**Data for analysis**
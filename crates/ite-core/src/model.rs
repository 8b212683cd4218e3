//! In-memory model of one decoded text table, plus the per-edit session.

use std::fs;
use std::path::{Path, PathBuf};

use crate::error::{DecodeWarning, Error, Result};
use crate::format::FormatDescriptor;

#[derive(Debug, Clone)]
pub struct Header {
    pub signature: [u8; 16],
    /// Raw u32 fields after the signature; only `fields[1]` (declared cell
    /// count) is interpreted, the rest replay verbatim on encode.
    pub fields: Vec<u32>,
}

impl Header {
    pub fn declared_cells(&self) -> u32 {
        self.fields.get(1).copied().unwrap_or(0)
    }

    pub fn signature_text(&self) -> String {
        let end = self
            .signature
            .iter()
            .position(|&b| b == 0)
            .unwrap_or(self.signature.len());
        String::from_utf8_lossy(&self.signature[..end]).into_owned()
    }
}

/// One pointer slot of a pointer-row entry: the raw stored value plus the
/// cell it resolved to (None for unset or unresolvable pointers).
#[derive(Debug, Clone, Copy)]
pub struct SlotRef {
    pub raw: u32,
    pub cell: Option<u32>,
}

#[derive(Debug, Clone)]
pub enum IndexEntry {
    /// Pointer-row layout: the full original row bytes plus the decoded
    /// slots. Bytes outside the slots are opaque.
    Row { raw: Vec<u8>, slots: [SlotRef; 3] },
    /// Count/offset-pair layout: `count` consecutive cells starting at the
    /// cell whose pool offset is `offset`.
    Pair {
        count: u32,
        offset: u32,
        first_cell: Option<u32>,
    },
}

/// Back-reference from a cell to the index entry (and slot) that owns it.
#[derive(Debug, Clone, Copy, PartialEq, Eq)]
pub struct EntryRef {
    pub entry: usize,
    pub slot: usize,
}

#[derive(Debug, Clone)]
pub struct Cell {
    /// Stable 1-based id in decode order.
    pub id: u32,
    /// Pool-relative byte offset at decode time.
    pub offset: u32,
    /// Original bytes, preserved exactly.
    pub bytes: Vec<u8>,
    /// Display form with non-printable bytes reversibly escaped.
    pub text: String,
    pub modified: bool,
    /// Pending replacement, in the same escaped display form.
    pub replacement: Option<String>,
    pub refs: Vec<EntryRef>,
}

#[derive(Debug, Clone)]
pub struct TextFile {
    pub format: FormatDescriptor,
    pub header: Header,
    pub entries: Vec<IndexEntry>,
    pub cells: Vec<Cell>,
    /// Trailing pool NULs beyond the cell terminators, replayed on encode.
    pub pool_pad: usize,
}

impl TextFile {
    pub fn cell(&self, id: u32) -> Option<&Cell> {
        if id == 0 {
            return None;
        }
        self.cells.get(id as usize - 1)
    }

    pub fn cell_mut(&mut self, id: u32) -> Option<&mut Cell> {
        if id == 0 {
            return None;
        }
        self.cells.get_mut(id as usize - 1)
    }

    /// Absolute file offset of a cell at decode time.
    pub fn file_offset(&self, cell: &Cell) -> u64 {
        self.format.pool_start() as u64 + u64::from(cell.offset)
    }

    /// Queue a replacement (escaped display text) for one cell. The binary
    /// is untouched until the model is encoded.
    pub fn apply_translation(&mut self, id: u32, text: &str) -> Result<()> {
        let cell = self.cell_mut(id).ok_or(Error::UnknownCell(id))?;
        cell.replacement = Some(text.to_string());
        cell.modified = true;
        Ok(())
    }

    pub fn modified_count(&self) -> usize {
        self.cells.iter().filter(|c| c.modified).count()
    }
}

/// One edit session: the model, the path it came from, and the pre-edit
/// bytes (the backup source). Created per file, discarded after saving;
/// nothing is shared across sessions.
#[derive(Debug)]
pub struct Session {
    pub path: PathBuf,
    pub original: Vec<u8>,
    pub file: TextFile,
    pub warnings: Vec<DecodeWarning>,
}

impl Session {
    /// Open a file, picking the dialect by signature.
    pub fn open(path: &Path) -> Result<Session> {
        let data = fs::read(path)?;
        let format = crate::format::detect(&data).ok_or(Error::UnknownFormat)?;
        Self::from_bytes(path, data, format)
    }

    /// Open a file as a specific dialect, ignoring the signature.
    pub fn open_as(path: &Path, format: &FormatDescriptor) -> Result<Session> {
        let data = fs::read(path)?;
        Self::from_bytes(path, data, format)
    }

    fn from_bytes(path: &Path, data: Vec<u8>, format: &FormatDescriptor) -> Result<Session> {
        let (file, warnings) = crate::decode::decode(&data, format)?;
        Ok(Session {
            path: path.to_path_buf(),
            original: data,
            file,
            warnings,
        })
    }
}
...
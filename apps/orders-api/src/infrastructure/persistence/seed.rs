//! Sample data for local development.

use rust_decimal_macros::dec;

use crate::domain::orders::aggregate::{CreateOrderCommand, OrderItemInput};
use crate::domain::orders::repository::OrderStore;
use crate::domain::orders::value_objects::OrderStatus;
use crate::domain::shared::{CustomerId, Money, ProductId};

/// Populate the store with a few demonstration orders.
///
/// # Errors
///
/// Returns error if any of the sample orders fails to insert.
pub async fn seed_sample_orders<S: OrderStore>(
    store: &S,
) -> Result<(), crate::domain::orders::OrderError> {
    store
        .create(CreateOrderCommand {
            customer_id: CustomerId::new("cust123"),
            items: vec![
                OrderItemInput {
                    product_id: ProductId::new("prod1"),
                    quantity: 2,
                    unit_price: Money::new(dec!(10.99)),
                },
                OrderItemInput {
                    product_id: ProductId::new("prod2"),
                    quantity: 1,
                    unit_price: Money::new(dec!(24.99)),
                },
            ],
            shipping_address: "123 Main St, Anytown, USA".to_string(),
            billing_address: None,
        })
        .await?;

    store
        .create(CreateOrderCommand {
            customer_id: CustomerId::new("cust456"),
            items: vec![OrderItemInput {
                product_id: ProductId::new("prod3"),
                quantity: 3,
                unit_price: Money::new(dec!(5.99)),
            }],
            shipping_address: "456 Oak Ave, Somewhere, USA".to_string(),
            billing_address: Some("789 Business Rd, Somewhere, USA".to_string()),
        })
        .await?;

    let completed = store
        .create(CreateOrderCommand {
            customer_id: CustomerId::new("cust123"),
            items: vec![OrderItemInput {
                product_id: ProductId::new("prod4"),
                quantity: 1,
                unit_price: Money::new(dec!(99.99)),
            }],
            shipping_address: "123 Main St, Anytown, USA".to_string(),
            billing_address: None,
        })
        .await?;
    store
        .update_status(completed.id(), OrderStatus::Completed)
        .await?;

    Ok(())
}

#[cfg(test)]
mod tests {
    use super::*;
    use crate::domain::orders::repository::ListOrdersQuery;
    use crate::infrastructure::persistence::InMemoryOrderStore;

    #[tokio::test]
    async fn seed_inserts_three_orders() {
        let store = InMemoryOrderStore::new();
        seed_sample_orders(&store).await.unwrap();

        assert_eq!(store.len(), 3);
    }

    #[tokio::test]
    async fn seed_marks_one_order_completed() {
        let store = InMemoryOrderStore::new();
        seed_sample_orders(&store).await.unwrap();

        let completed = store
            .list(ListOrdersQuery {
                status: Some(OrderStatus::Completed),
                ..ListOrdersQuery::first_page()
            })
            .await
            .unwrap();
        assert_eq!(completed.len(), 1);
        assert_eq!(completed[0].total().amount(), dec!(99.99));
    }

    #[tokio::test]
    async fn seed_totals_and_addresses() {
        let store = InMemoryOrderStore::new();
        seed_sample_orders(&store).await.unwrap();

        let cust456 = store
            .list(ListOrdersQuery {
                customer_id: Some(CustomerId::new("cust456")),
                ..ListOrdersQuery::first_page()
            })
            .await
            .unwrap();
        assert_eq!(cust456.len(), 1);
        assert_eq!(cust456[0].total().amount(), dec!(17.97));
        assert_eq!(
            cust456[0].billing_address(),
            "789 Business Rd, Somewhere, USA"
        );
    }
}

**Task to complete**
Please make an exact copy of the lines above from the line with "pub struct Header" through the line with "pub fn signature_text(&self)", both ends included.

**Solved exercise**
pub struct Header {
    pub signature: [u8; 16],
    /// Raw u32 fields after the signature; only `fields[1]` (declared cell
    /// count) is interpreted, the rest replay verbatim on encode.
    pub fields: Vec<u32>,
}

impl Header {
    pub fn declared_cells(&self) -> u32 {
        self.fields.get(1).copied().unwrap_or(0)
    }

    pub fn signature_text(&self) -> String {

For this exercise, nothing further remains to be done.